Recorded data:
____

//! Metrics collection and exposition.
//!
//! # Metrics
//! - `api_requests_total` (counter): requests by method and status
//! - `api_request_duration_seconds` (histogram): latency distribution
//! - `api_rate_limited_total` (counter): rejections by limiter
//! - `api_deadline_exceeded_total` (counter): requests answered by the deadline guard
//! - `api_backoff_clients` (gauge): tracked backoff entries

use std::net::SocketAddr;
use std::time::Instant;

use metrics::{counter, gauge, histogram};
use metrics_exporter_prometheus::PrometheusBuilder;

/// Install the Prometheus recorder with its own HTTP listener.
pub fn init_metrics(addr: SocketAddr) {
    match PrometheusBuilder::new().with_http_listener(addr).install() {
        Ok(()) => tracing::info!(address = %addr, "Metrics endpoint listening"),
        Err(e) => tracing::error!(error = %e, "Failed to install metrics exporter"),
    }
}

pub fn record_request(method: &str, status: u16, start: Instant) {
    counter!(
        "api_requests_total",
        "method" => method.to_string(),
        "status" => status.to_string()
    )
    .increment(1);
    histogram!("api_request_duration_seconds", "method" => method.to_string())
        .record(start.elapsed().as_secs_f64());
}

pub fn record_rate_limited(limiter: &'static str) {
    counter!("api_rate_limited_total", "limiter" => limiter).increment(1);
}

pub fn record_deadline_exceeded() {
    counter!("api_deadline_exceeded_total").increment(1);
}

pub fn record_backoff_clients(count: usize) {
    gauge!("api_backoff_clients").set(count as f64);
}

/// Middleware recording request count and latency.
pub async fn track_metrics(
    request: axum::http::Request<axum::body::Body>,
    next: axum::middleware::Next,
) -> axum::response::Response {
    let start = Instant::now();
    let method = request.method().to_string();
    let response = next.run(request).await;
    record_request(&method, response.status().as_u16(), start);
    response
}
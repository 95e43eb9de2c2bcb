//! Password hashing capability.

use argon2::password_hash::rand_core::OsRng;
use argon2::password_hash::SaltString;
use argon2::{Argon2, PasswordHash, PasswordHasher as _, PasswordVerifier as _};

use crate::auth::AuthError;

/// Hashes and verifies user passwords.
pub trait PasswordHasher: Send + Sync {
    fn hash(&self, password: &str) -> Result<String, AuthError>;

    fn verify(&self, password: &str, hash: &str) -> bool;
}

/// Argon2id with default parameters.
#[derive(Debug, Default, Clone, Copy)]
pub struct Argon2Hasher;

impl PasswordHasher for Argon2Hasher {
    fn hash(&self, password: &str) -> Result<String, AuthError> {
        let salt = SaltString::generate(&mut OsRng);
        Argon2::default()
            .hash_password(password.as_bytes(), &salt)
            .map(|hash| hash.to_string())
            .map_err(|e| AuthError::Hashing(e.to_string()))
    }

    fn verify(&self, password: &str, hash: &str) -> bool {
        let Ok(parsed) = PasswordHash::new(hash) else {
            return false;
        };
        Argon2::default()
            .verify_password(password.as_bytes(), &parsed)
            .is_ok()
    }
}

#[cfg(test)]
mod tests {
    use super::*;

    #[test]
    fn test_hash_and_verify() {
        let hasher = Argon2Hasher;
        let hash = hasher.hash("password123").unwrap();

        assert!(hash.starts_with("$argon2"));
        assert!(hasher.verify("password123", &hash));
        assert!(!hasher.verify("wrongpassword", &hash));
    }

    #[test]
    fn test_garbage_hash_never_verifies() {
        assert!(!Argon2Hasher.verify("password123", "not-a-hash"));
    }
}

____

The answer should consist of all the lines above, retyped exactly.

### EXPECTED OUTPUT:
//! Metrics collection and exposition.
//!
//! # Metrics
//! - `api_requests_total` (counter): requests by method and status
//! - `api_request_duration_seconds` (histogram): latency distribution
//! - `api_rate_limited_total` (counter): rejections by limiter
//! - `api_deadline_exceeded_total` (counter): requests answered by the deadline guard
//! - `api_backoff_clients` (gauge): tracked backoff entries

use std::net::SocketAddr;
use std::time::Instant;

use metrics::{counter, gauge, histogram};
use metrics_exporter_prometheus::PrometheusBuilder;

/// Install the Prometheus recorder with its own HTTP listener.
pub fn init_metrics(addr: SocketAddr) {
    match PrometheusBuilder::new().with_http_listener(addr).install() {
        Ok(()) => tracing::info!(address = %addr, "Metrics endpoint listening"),
        Err(e) => tracing::error!(error = %e, "Failed to install metrics exporter"),
    }
}

pub fn record_request(method: &str, status: u16, start: Instant) {
    counter!(
        "api_requests_total",
        "method" => method.to_string(),
        "status" => status.to_string()
    )
    .increment(1);
    histogram!("api_request_duration_seconds", "method" => method.to_string())
        .record(start.elapsed().as_secs_f64());
}

pub fn record_rate_limited(limiter: &'static str) {
    counter!("api_rate_limited_total", "limiter" => limiter).increment(1);
}

pub fn record_deadline_exceeded() {
    counter!("api_deadline_exceeded_total").increment(1);
}

pub fn record_backoff_clients(count: usize) {
    gauge!("api_backoff_clients").set(count as f64);
}

/// Middleware recording request count and latency.
pub async fn track_metrics(
    request: axum::http::Request<axum::body::Body>,
    next: axum::middleware::Next,
) -> axum::response::Response {
    let start = Instant::now();
    let method = request.method().to_string();
    let response = next.run(request).await;
    record_request(&method, response.status().as_u16(), start);
    response
}
repository 95e43eb9de2c2bcb
//! Password hashing capability.

use argon2::password_hash::rand_core::OsRng;
use argon2::password_hash::SaltString;
use argon2::{Argon2, PasswordHash, PasswordHasher as _, PasswordVerifier as _};

use crate::auth::AuthError;

/// Hashes and verifies user passwords.
pub trait PasswordHasher: Send + Sync {
    fn hash(&self, password: &str) -> Result<String, AuthError>;

    fn verify(&self, password: &str, hash: &str) -> bool;
}

/// Argon2id with default parameters.
#[derive(Debug, Default, Clone, Copy)]
pub struct Argon2Hasher;

impl PasswordHasher for Argon2Hasher {
    fn hash(&self, password: &str) -> Result<String, AuthError> {
        let salt = SaltString::generate(&mut OsRng);
        Argon2::default()
            .hash_password(password.as_bytes(), &salt)
            .map(|hash| hash.to_string())
            .map_err(|e| AuthError::Hashing(e.to_string()))
    }

    fn verify(&self, password: &str, hash: &str) -> bool {
        let Ok(parsed) = PasswordHash::new(hash) else {
            return false;
        };
        Argon2::default()
            .verify_password(password.as_bytes(), &parsed)
            .is_ok()
    }
}

#[cfg(test)]
mod tests {
    use super::*;

    #[test]
    fn test_hash_and_verify() {
        let hasher = Argon2Hasher;
        let hash = hasher.hash("password123").unwrap();

        assert!(hash.starts_with("$argon2"));
        assert!(hasher.verify("password123", &hash));
        assert!(!hasher.verify("wrongpassword", &hash));
    }

    #[test]
    fn test_garbage_hash_never_verifies() {
        assert!(!Argon2Hasher.verify("password123", "not-a-hash"));
    }
}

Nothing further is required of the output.